According to Shahar, the impact of rocket-induced trauma is likely to be most acute among the next generation of Israel Defense Forces (IDF) soldiers. While a study released in September 2013 by the IDF Medical Corps Mental Health Department revealed that reported cases of post-traumatic stress disorder (PTSD) among Israeli soldiers are among the lowest in militaries worldwide, Shahar’s research raises the possibility that the situation might shift as Israeli youths are exposed to consistent rocket attacks. Some 1.6 percent of regular IDF troops and 0.7 percent of reservists were diagnosed with PTSD, and such diagnoses in other militaries worldwide ranged from 2 percent to 17 percent, according to last year’s IDF study.
Col. Dr. Eyal Fruchter, head of the IDF Mental Health Department, said he does not see increased violent tendencies among members of the army, but his recent work in attention bias modification supports Shahar’s research about desensitization.
Fruchter began testing strategies designed to prevent and ameliorate PTSD symptoms in soldiers after he saw that military deployment to combat zones involved exposure to trauma at a higher-than-average rate and was leading to an increasing number of PTSD cases. Most recently, Fruchter translated cognitive-neuroscience knowledge and attention bias modification research into a novel computerized training tool that helps make soldiers more attuned to words like death, battle and gun. The test, easily delivered to soldiers during different stages of the deployment cycle, is now being used during basic training. Fruchter told JNS.org that soldiers who are desensitized to trauma are less prone to PTSD or anxiety and more prone to action in the field.
Similarly, Fruchter has revamped the army’s debriefing process to focus more on action than emotion. There are three parts to the process. First, the soldiers discuss what they have seen (for example: “I was sitting on the roof and I saw a bomber come from the right side”), then what they did (“I was on the roof and I was trying to connect with Moses on the radio”), and finally what they will do next (“Now I am going to clean my machine gun to get ready for the next occasion”).
According to Fruchter, the IDF borrowed aspects of the debriefing process from the U.S. and European armies, but the major shift is that rather than relying on top commanders to debrief with soldiers, officers are trained to debrief with one another, making the process immediate and accessible even in the midst of a battleground.

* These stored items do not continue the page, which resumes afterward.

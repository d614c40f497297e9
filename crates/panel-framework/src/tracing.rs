//! # Observability & Tracing
//!
//! [`setup_tracing`] initializes structured logging for the whole panel.
//!
//! ```bash
//! RUST_LOG=info cargo run      # state transitions: deleted, restored, committed
//! RUST_LOG=debug cargo run     # plus request payloads and store dispatches
//! ```
//!
//! The format is compact and hides module paths; log lines carry structured
//! fields (`resource`, `batch_id`, `table`, `count`) instead.

/// Installs the global subscriber. Call once, at startup.
pub fn setup_tracing() {
    tracing_subscriber::fmt()
        .with_env_filter(tracing_subscriber::EnvFilter::from_default_env())
        .with_target(false)
        .compact()
        .init();
}
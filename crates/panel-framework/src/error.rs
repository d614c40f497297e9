//! # Panel Errors
//!
//! This module defines the error taxonomy shared by every layer of the panel.
//! Terminal failures (authorization, not-found, validation) are never retried;
//! they carry the HTTP-equivalent status the caller should surface.

/// Errors that can occur anywhere in the panel runtime.
#[derive(Debug, Clone, thiserror::Error, PartialEq)]
pub enum PanelError {
    /// The caller may not perform this operation (403).
    #[error("This action is unauthorized")]
    AuthorizationDenied,

    /// The addressed resource, metric or record does not exist (404).
    #[error("Not found: {0}")]
    NotFound(String),

    /// Storage rejected the mutation (422).
    #[error("Validation failed: {0}")]
    ValidationFailure(String),

    /// A transactional unit failed outside of the caller's own work.
    #[error("Transaction failed: {0}")]
    TransactionFailure(String),

    /// The server answered a request with a non-success status.
    #[error("Request rejected with status {status}: {message}")]
    Rejected { status: u16, message: String },

    /// A state-store dispatch was rejected.
    #[error("Store rejected dispatch: {0}")]
    StoreRejected(String),

    /// A mutation is already awaiting settlement on this modal.
    #[error("A mutation is already in flight")]
    MutationInFlight,

    #[error("Storage closed")]
    StorageClosed,

    #[error("Storage dropped response channel")]
    StorageDropped,

    #[error("Invalid configuration: {0}")]
    Config(String),
}

impl PanelError {
    /// The HTTP-equivalent status code for this error.
    pub fn status(&self) -> u16 {
        match self {
            PanelError::AuthorizationDenied => 403,
            PanelError::NotFound(_) => 404,
            PanelError::MutationInFlight => 409,
            PanelError::ValidationFailure(_) => 422,
            PanelError::Rejected { status, .. } => *status,
            _ => 500,
        }
    }

    /// Builds the error a transport reports for a non-success response.
    pub fn from_status(status: u16, message: impl Into<String>) -> Self {
        let message = message.into();
        match status {
            403 => PanelError::AuthorizationDenied,
            404 => PanelError::NotFound(message),
            422 => PanelError::ValidationFailure(message),
            _ => PanelError::Rejected { status, message },
        }
    }
}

“We will probably have a mental health gym soon in every basic training camp that will have an aspect of this neurofeedback/attention bias modification program and training in the main debriefing process to make people more resilient,” Fruchter said.
Joe Goldman served in the U.S. army for 14 years and was stationed in the Middle East. He said emotion should stay off the battlefield and thinks this aspect of Fruchter’s plans make sense. But he said once a person leaves the army, if there is not an emotional debriefing, it can lead to emotional instability—something he has seen firsthand.
Scott Claster, who served as an IDF platoon commander in the last Lebanon War, during which several of his comrades fell in battle, expressed similar sentiments. “It hits you after the fact,” he said, adding that the army should do better not only at making people effective in battle, but at helping them transition back into civilian life.
Yehoshua Boncheck, a reservist in the Golani Brigades, said not talking about emotion plays into the testosterone of the Israeli army and translates into a macho, impatient, and nervous Israeli society.
Is Fruchter worried that additional desensitization to violence, coupled with an often already traumatic army experience, may lead to increased violence among the Israeli public?
“I’ve heard this claim several times before,” he said. “I just don’t know.”